Neoliberals do not know what markets look like
from Merijn Knibbe
Exchange takes place without any specification of its institutional setting. We have consumers without humanity, firms without organizations,and even exchange without markets.
I love markets. I love businesses. My family background: the so called ‘Kleine luyden’, ‘Small people’ who had all kinds of business: farming, small scale real estate, groceries, transport, meat – you name it. I recall going to the vegetable auction, sitting in the back of a truck with my nephews, watching the auctioneer and coming back with loads of radishes, cabbages - you name it. This world has largely vanished.
Having children in the back of a truck will earn you a fine, transporting vegetables in the same truck is sub-standard hygiene and will earn you a fine, small groceries and farms are not efficient anymore. None of the people mentioned above got rich, by the way. Comfortable: yes; rich: no. Well, that’s not entirely true. Some did strike it rich. Not because they worked hard and smart and owned a business – but because they owned land, near the sprawling city of Amsterdam. Right below the Amsterdam beltway for instance.
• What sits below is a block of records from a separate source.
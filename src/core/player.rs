//! Seated players and the effect instances they carry.
//!
//! ## Player
//!
//! A player has an identity, a display name, a current role, and an
//! ordered list of active `EffectInstance`s. Players are owned by
//! `GameState` and only change through the state change applier.
//!
//! ## EffectInstance
//!
//! A live status on a player: which effect, optional payload, when it
//! expires, and who applied it. A player holds at most one instance per
//! effect type; adding a second replaces the first in place.

use im::Vector;
use serde::{Deserialize, Serialize};

use super::ids::{EffectId, PlayerId, RoleId};
use super::payload::Payload;
use super::team::{Alignment, Team};

/// When an effect instance is purged automatically.
#[derive(Clone, Copy, Debug, Default, PartialEq, Eq, Hash, Serialize, Deserialize)]
#[serde(rename_all = "snake_case")]
pub enum Expiry {
    /// Persists until explicitly removed.
    #[default]
    Never,
    /// Purged when the next night starts.
    EndOfNight,
    /// Purged when the next day starts.
    EndOfDay,
}

/// A concrete "register as" choice committed by the narrator.
///
/// Fields left as `None` keep the underlying value.
#[derive(Clone, Debug, Default, PartialEq, Eq, Serialize, Deserialize)]
pub struct PerceptionOverride {
    pub role: Option<RoleId>,
    pub team: Option<Team>,
    pub alignment: Option<Alignment>,
}

impl PerceptionOverride {
    /// Create an empty override.
    #[must_use]
    pub fn new() -> Self {
        Self::default()
    }

    /// Register as a role (builder pattern).
    #[must_use]
    pub fn role(mut self, role: RoleId) -> Self {
        self.role = Some(role);
        self
    }

    /// Register as a team (builder pattern).
    #[must_use]
    pub fn team(mut self, team: Team) -> Self {
        self.team = Some(team);
        self
    }

    /// Register as an alignment (builder pattern).
    #[must_use]
    pub fn alignment(mut self, alignment: Alignment) -> Self {
        self.alignment = Some(alignment);
        self
    }
}

/// A live effect on a player.
#[derive(Clone, Debug, PartialEq, Eq, Serialize, Deserialize)]
pub struct EffectInstance {
    /// Which effect definition this instance refers to.
    pub effect: EffectId,

    /// Handler-defined payload.
    #[serde(default)]
    pub data: Payload,

    /// Concrete perception override injected by the narrator.
    #[serde(default)]
    pub perceive_as: Option<PerceptionOverride>,

    /// When this instance is purged.
    #[serde(default)]
    pub expiry: Expiry,

    /// The player whose ability created this instance.
    #[serde(default)]
    pub source: Option<PlayerId>,
}

impl EffectInstance {
    /// Create a permanent instance with no payload.
    pub fn new(effect: EffectId) -> Self {
        Self {
            effect,
            data: Payload::new(),
            perceive_as: None,
            expiry: Expiry::Never,
            source: None,
        }
    }

    /// Set the payload (builder pattern).
    #[must_use]
    pub fn with_data(mut self, data: Payload) -> Self {
        self.data = data;
        self
    }

    /// Set the expiry (builder pattern).
    #[must_use]
    pub fn with_expiry(mut self, expiry: Expiry) -> Self {
        self.expiry = expiry;
        self
    }

    /// Set the source player (builder pattern).
    #[must_use]
    pub fn with_source(mut self, source: PlayerId) -> Self {
        self.source = Some(source);
        self
    }

    /// Set a perception override (builder pattern).
    #[must_use]
    pub fn with_perceive_as(mut self, perceive_as: PerceptionOverride) -> Self {
        self.perceive_as = Some(perceive_as);
        self
    }
}

/// A seated player.
#[derive(Clone, Debug, PartialEq, Eq, Serialize, Deserialize)]
pub struct Player {
    /// Unique identifier.
    pub id: PlayerId,

    /// Display name.
    pub name: String,

    /// Current role.
    pub role: RoleId,

    /// Explicit alignment. `None` means "whatever the role's team implies".
    #[serde(default)]
    pub alignment: Option<Alignment>,

    /// Active effects in the order they were applied.
    effects: Vector<EffectInstance>,
}

impl Player {
    /// Create a player with no effects.
    pub fn new(id: PlayerId, name: impl Into<String>, role: RoleId) -> Self {
        Self {
            id,
            name: name.into(),
            role,
            alignment: None,
            effects: Vector::new(),
        }
    }

    /// Add an effect (builder pattern).
    #[must_use]
    pub fn with_effect(mut self, instance: EffectInstance) -> Self {
        self.upsert_effect(instance);
        self
    }

    /// Set an explicit alignment (builder pattern).
    #[must_use]
    pub fn with_alignment(mut self, alignment: Alignment) -> Self {
        self.alignment = Some(alignment);
        self
    }

    /// Iterate over active effects in application order.
    pub fn effects(&self) -> impl Iterator<Item = &EffectInstance> {
        self.effects.iter()
    }

    /// Get the active instance of an effect, if any.
    #[must_use]
    pub fn effect(&self, effect: &EffectId) -> Option<&EffectInstance> {
        self.effects.iter().find(|e| &e.effect == effect)
    }

    /// Check if the player holds an effect.
    #[must_use]
    pub fn has_effect(&self, effect: &EffectId) -> bool {
        self.effect(effect).is_some()
    }

    /// Check if the player is alive (does not hold the death marker).
    #[must_use]
    pub fn is_alive(&self) -> bool {
        !self.has_effect(&EffectId::DEAD)
    }

    /// Number of active effects.
    #[must_use]
    pub fn effect_count(&self) -> usize {
        self.effects.len()
    }

    // === Mutation (applier only) ===

    /// Add an effect, replacing an existing instance of the same type in place.
    pub(crate) fn upsert_effect(&mut self, instance: EffectInstance) {
        match self.effects.iter().position(|e| e.effect == instance.effect) {
            Some(idx) => {
                self.effects.set(idx, instance);
            }
            None => self.effects.push_back(instance),
        }
    }

    /// Remove an effect. Returns true if it was present.
    pub(crate) fn remove_effect(&mut self, effect: &EffectId) -> bool {
        match self.effects.iter().position(|e| &e.effect == effect) {
            Some(idx) => {
                self.effects.remove(idx);
                true
            }
            None => false,
        }
    }

    /// Mutable access to active effects.
    pub(crate) fn effects_mut(&mut self) -> impl Iterator<Item = &mut EffectInstance> {
        self.effects.iter_mut()
    }
}

#[cfg(test)]
mod tests {
    use super::*;

    fn villager(id: u32) -> Player {
        Player::new(PlayerId::new(id), format!("P{}", id), RoleId::from_static("villager"))
    }

    #[test]
    fn test_new_player_is_alive() {
        let player = villager(0);
        assert!(player.is_alive());
        assert_eq!(player.effect_count(), 0);
    }

    #[test]
    fn test_dead_marker() {
        let player = villager(0).with_effect(EffectInstance::new(EffectId::DEAD));
        assert!(!player.is_alive());
    }

    #[test]
    fn test_upsert_replaces_in_place() {
        let safe = EffectId::from_static("safe");
        let mut player = villager(0)
            .with_effect(EffectInstance::new(safe.clone()))
            .with_effect(EffectInstance::new(EffectId::from_static("other")));

        player.upsert_effect(
            EffectInstance::new(safe.clone()).with_source(PlayerId::new(3)),
        );

        assert_eq!(player.effect_count(), 2);
        let first = player.effects().next().unwrap();
        assert_eq!(first.effect, safe);
        assert_eq!(first.source, Some(PlayerId::new(3)));
    }

    #[test]
    fn test_remove_effect() {
        let safe = EffectId::from_static("safe");
        let mut player = villager(0).with_effect(EffectInstance::new(safe.clone()));

        assert!(player.remove_effect(&safe));
        assert!(!player.remove_effect(&safe));
        assert!(!player.has_effect(&safe));
    }

    #[test]
    fn test_player_serialization() {
        let player = villager(2)
            .with_alignment(Alignment::Evil)
            .with_effect(
                EffectInstance::new(EffectId::from_static("misregister"))
                    .with_expiry(Expiry::EndOfDay)
                    .with_perceive_as(PerceptionOverride::new().team(Team::Demon)),
            );

        let json = serde_json::to_string(&player).unwrap();
        let back: Player = serde_json::from_str(&json).unwrap();
        assert_eq!(player, back);
    }
}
No auctioneer there, by the way. The city just expropriates the land, pays a generous price, delays the plan so you can still use the land for free for many years – but there’s nothing which you can call a market.
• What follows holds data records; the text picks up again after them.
//! The top-level game value: current state plus history.
//!
//! `current_state` is cached for speed but is always equal to the
//! `state_after` snapshot of the latest history entry. Every constructor
//! keeps that invariant; decoding a snapshot checks it.
//!
//! ## Snapshots
//!
//! Storage collaborators persist the full `Game`. Two codecs are offered:
//! JSON (`to_json`/`from_json`) for inspection, bincode
//! (`to_bytes`/`from_bytes`) for compact storage. Both round-trip
//! losslessly.

use im::Vector;
use serde::{Deserialize, Serialize};

use super::history::{HistoryEntry, HistoryEvent, HistoryKind};
use super::state::GameState;
use crate::error::{RuleError, RuleResult};

/// A game in progress.
#[derive(Clone, Debug, PartialEq, Eq, Serialize, Deserialize)]
pub struct Game {
    current_state: GameState,
    history: Vector<HistoryEntry>,
}

impl Game {
    /// Start a game from an initial state.
    ///
    /// Records a `game_started` entry so the state is derivable from
    /// history from the very first transition.
    #[must_use]
    pub fn new(initial: GameState) -> Self {
        let entry = HistoryEntry {
            id: 0,
            event: HistoryEvent::new(HistoryKind::GameStarted, "game_started"),
            state_before: initial.clone(),
            state_after: initial.clone(),
        };

        Self {
            current_state: initial,
            history: Vector::unit(entry),
        }
    }

    /// Build a game from parts produced by the applier.
    pub(crate) fn from_parts(current_state: GameState, history: Vector<HistoryEntry>) -> Self {
        Self {
            current_state,
            history,
        }
    }

    /// The cached current state.
    #[must_use]
    pub fn state(&self) -> &GameState {
        &self.current_state
    }

    /// Iterate over history, oldest first.
    pub fn history(&self) -> impl DoubleEndedIterator<Item = &HistoryEntry> {
        self.history.iter()
    }

    /// Number of history entries.
    #[must_use]
    pub fn history_len(&self) -> usize {
        self.history.len()
    }

    /// The most recent history entry.
    #[must_use]
    pub fn latest(&self) -> Option<&HistoryEntry> {
        self.history.last()
    }

    /// The next history entry ID.
    #[must_use]
    pub fn next_entry_id(&self) -> u64 {
        self.history.last().map_or(0, |e| e.id + 1)
    }

    /// Entries recorded since the current night or day began, oldest first.
    ///
    /// During setup this is every entry.
    pub fn entries_this_phase(&self) -> impl Iterator<Item = &HistoryEntry> {
        let start = self
            .history
            .iter()
            .rposition(|e| {
                matches!(e.kind(), HistoryKind::NightStarted | HistoryKind::DayStarted)
            })
            .unwrap_or(0);
        self.history.iter().skip(start)
    }

    /// The current state as derived purely from history.
    #[must_use]
    pub fn derived_state(&self) -> Option<&GameState> {
        self.history.last().map(|e| &e.state_after)
    }

    /// Check that the cached state agrees with history.
    #[must_use]
    pub fn is_consistent(&self) -> bool {
        self.derived_state() == Some(&self.current_state)
    }

    /// Shared handle to the history vector for the applier.
    pub(crate) fn history_vector(&self) -> &Vector<HistoryEntry> {
        &self.history
    }

    // === Snapshot Codecs ===

    /// Encode as JSON.
    pub fn to_json(&self) -> RuleResult<String> {
        Ok(serde_json::to_string(self)?)
    }

    /// Decode from JSON, rejecting inconsistent snapshots.
    pub fn from_json(json: &str) -> RuleResult<Self> {
        let game: Self = serde_json::from_str(json)?;
        game.checked()
    }

    /// Encode as bincode.
    pub fn to_bytes(&self) -> RuleResult<Vec<u8>> {
        Ok(bincode::serialize(self)?)
    }

    /// Decode from bincode, rejecting inconsistent snapshots.
    pub fn from_bytes(bytes: &[u8]) -> RuleResult<Self> {
        let game: Self = bincode::deserialize(bytes)?;
        game.checked()
    }

    fn checked(self) -> RuleResult<Self> {
        if self.is_consistent() {
            Ok(self)
        } else {
            Err(RuleError::InconsistentSnapshot)
        }
    }
}

#[cfg(test)]
mod tests {
    use super::*;
    use crate::core::{Phase, Player, PlayerId, RoleId};

    fn game() -> Game {
        let state = GameState::new(
            (0..4).map(|i| Player::new(PlayerId::new(i), format!("P{}", i), RoleId::from_static("villager"))),
        )
        .unwrap();
        Game::new(state)
    }

    #[test]
    fn test_new_game_is_consistent() {
        let game = game();
        assert_eq!(game.history_len(), 1);
        assert_eq!(game.latest().unwrap().kind(), &HistoryKind::GameStarted);
        assert_eq!(game.next_entry_id(), 1);
        assert!(game.is_consistent());
    }

    #[test]
    fn test_json_round_trip() {
        let game = game();
        let json = game.to_json().unwrap();
        let back = Game::from_json(&json).unwrap();
        assert_eq!(game, back);
        assert_eq!(json, back.to_json().unwrap());
    }

    #[test]
    fn test_bytes_round_trip() {
        let game = game();
        let bytes = game.to_bytes().unwrap();
        let back = Game::from_bytes(&bytes).unwrap();
        assert_eq!(game, back);
        assert_eq!(bytes, back.to_bytes().unwrap());
    }

    #[test]
    fn test_inconsistent_snapshot_rejected() {
        let mut game = game();
        game.current_state.phase = Phase::Night { round: 1 };

        let json = game.to_json().unwrap();
        assert!(matches!(Game::from_json(&json), Err(RuleError::InconsistentSnapshot)));
    }

    #[test]
    fn test_entries_this_phase_during_setup() {
        let game = game();
        assert_eq!(game.entries_this_phase().count(), 1);
    }
}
One of the things these businesses tought me is that there is no such thing as ‘General Equilibrium’. Often, people earn or loose money not because they work hard and smart to fulfill the needs of others – but just by sheer coincidence.
P.S. – is there some nostalgia in this article? Sure. But we do our shoppings at the Lidl, a kind of European Walmart (but cheaper). And not at the organic food store – can’t pay.